Several weeks ago we told you that some Charleston pools may not open because of a lifeguard shortage. Now that's exactly what's happening. Cato Park's swimming pool is still closed while it tries to bring on more lifeguards. WCHS TV reports the park has only 27 of the 40 spots filled and plans to host a life guard certification class next week to fill in the gap.
Some hospitals in West Virginia are seeing an increase in the number of babies born with drug addictions. At Cabell Huntington Hospital, Dr. David Chaffin, perinatal center director, told the Charleston Daily Mail that one of 13 babies born are addicted to drugs. Dr. Stefan Maxwell, a neonatologist, said the rate is about the same at Charleston Area Medical Center. Thomas Memorial Hospital in Charleston also is seeing an increase. On one recent weekend, eight of 12 babies born were addicted to drugs. To combat overcrowding, Cabell Huntington plans to partner with Lily's Place, a pediatric addiction recovery center that's expected to open later this year.
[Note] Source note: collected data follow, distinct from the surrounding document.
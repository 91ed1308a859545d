//! Embedded widget assets
//!
//! In development, falls back to serving from filesystem.

use axum::{
    body::Body,
    http::{header, Request, StatusCode},
    response::{IntoResponse, Response},
};
use rust_embed::Embed;
use std::path::PathBuf;

#[derive(Embed)]
#[folder = "ui"]
struct Assets;

/// Serve embedded static files, with filesystem fallback for development
pub async fn serve_static(req: Request<Body>) -> Response {
    let path = req.uri().path().trim_start_matches('/');
    let path = path.strip_prefix("assets/").unwrap_or(path);

    match read_asset(path) {
        Some(content) => {
            let mime = mime_guess::from_path(path).first_or_octet_stream();
            ([(header::CONTENT_TYPE, mime.as_ref().to_string())], content).into_response()
        }
        None => (StatusCode::NOT_FOUND, "Not found").into_response(),
    }
}

/// Get the index.html content (embedded or from filesystem)
pub fn get_index_html() -> Option<String> {
    read_asset("index.html").and_then(|bytes| String::from_utf8(bytes).ok())
}

fn read_asset(path: &str) -> Option<Vec<u8>> {
    if path.is_empty() || path.split('/').any(|part| part == "..") {
        return None;
    }

    // Try embedded assets first
    if let Some(content) = Assets::get(path) {
        return Some(content.data.to_vec());
    }

    // Fallback to filesystem
    let fs_path = PathBuf::from("ui").join(path);
    std::fs::read(fs_path).ok()
}
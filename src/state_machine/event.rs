//! Events the UI layer sends into a session

use crate::session::TripProfile;

/// Inbound UI events
#[derive(Debug, Clone, PartialEq, Eq)]
pub enum Event {
    /// Save the trip form, replacing the previous profile
    SubmitProfile { profile: TripProfile },
    /// Free-text message typed by the user
    SubmitUserMessage { text: String },
    /// Compose a request from the saved profile and send it as a message
    PlanFullItinerary,
    /// Drop the conversation history
    ClearConversation,
}

impl Event {
    /// Short name for logging
    pub fn name(&self) -> &'static str {
        match self {
            Event::SubmitProfile { .. } => "submit_profile",
            Event::SubmitUserMessage { .. } => "submit_user_message",
            Event::PlanFullItinerary => "plan_full_itinerary",
            Event::ClearConversation => "clear_conversation",
        }
    }
}
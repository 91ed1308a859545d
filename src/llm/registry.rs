//! Model registry and startup configuration for the Gemini provider

use super::gemini::DEFAULT_API_BASE;
use super::models::{all_models, create_service, find_model};
use super::{LlmService, LoggingService};
use std::collections::HashMap;
use std::sync::Arc;
use thiserror::Error;

/// Model used when `GEMINI_MODEL` is not set
pub const DEFAULT_MODEL: &str = "gemini-2.5-flash";

/// Configuration for the LLM provider
#[derive(Debug, Clone, Default)]
pub struct LlmConfig {
    pub api_key: Option<String>,
    /// Default model ID
    pub model: Option<String>,
    /// API root override (gateways, local mocks)
    pub api_base: Option<String>,
}

impl LlmConfig {
    pub fn from_env() -> Self {
        Self {
            api_key: std::env::var("GEMINI_API_KEY").ok(),
            model: std::env::var("GEMINI_MODEL").ok(),
            api_base: std::env::var("GEMINI_API_BASE").ok(),
        }
    }

    fn model(&self) -> &str {
        self.model
            .as_deref()
            .map(str::trim)
            .filter(|m| !m.is_empty())
            .unwrap_or(DEFAULT_MODEL)
    }

    fn api_base(&self) -> &str {
        self.api_base
            .as_deref()
            .map(str::trim)
            .filter(|b| !b.is_empty())
            .unwrap_or(DEFAULT_API_BASE)
    }
}

/// Startup configuration failures. These halt the process before any
/// session exists.
#[derive(Debug, Error)]
pub enum ConfigError {
    #[error("GEMINI_API_KEY is not set. Export it or add it to the service environment.")]
    MissingApiKey,
    #[error("Failed to initialize model {model}: {reason}")]
    ServiceInit { model: String, reason: String },
    #[error("TRIP_PLANNER_PORT must be a port number, got {0:?}")]
    InvalidPort(String),
}

/// Registry of available LLM models
pub struct ModelRegistry {
    services: HashMap<String, Arc<dyn LlmService>>,
    default_model: String,
}

impl ModelRegistry {
    pub fn new(config: &LlmConfig) -> Result<Self, ConfigError> {
        let api_key = config
            .api_key
            .as_deref()
            .map(str::trim)
            .filter(|k| !k.is_empty())
            .ok_or(ConfigError::MissingApiKey)?;
        let api_base = config.api_base();
        let default_model = config.model().to_string();

        let mut services: HashMap<String, Arc<dyn LlmService>> = HashMap::new();
        let ids = all_models()
            .iter()
            .map(|m| m.id)
            .chain(std::iter::once(default_model.as_str()));
        for id in ids {
            if services.contains_key(id) {
                continue;
            }
            let service = create_service(id, api_key, api_base).map_err(|reason| {
                ConfigError::ServiceInit {
                    model: id.to_string(),
                    reason,
                }
            })?;
            services.insert(id.to_string(), Arc::new(LoggingService::new(service)));
        }

        Ok(Self {
            services,
            default_model,
        })
    }

    /// Build a registry around pre-made services
    #[cfg(test)]
    pub fn from_services(
        default_model: impl Into<String>,
        services: Vec<Arc<dyn LlmService>>,
    ) -> Self {
        Self {
            services: services
                .into_iter()
                .map(|s| (s.model_id().to_string(), s))
                .collect(),
            default_model: default_model.into(),
        }
    }

    /// Get a model by ID
    pub fn get(&self, model_id: &str) -> Option<Arc<dyn LlmService>> {
        self.services.get(model_id).cloned()
    }

    /// Get the default model
    pub fn default(&self) -> Option<Arc<dyn LlmService>> {
        self.get(&self.default_model)
    }

    /// Get the default model ID
    pub fn default_model_id(&self) -> &str {
        &self.default_model
    }

    /// List all available model IDs
    pub fn available_models(&self) -> Vec<String> {
        let mut models: Vec<_> = self.services.keys().cloned().collect();
        models.sort();
        models
    }

    /// Get detailed information about available models
    pub fn available_model_info(&self) -> Vec<crate::api::ModelInfo> {
        self.available_models()
            .into_iter()
            .map(|id| {
                let def = find_model(&id);
                crate::api::ModelInfo {
                    description: def.map_or("Custom model", |d| d.description).to_string(),
                    context_window: def.map(|d| d.context_window),
                    id,
                }
            })
            .collect()
    }
}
A man convicted of sexual assault in Putnam County won't have his case heard before the US Supreme Court. Joseph Lavigne Jr. is serving prison time for sexually assaulting a 5-year old girl, and his lawyer, Greg Ayers, told the Charleston Gazette that the U.S. Supreme Court won't review Lavigne's petition. He was sentenced to up to 60 years in prison in 1996, then set free in 2011 after a Putnam County Judge reversed the conviction. In 2012, the West Virginia Supreme Court reversed that decision and sent him back to prison, where apparently he'll stay.
A technology contest designed to inspire innovation in the shale gas industry is open to West Virginia companies for the first time. The Shale Gas Innovation Contest is run by the Ben Franklin Shale Gas Innovation & Commercialization Center in State College, Pa. It awarded more than $75,000 in prizes last year. The goal is to help develop environmentally responsible technologies while also creating high-paying jobs. Companies should prepare now to enter the contest in November. Entries can focus on anything from extraction and wastewater technologies to environmental and safety products. In its first two years, the contest was only open to Pennsylvania companies.
Since the shootings last December at Sandy Hook Elementary school, schools have been reevaluating security. West Virginia is no exception. New schools built in the state now will be required to have shatter-proof glass and exterior door alarms. The West Virginia School Building Authority gave those and several other security measures the green light. Schools will also have to have a separate visitor entrance and waiting areas, and administrative offices must have a direct line of sight to a school's parking lot. And the door alarms will sound when a door is ajar.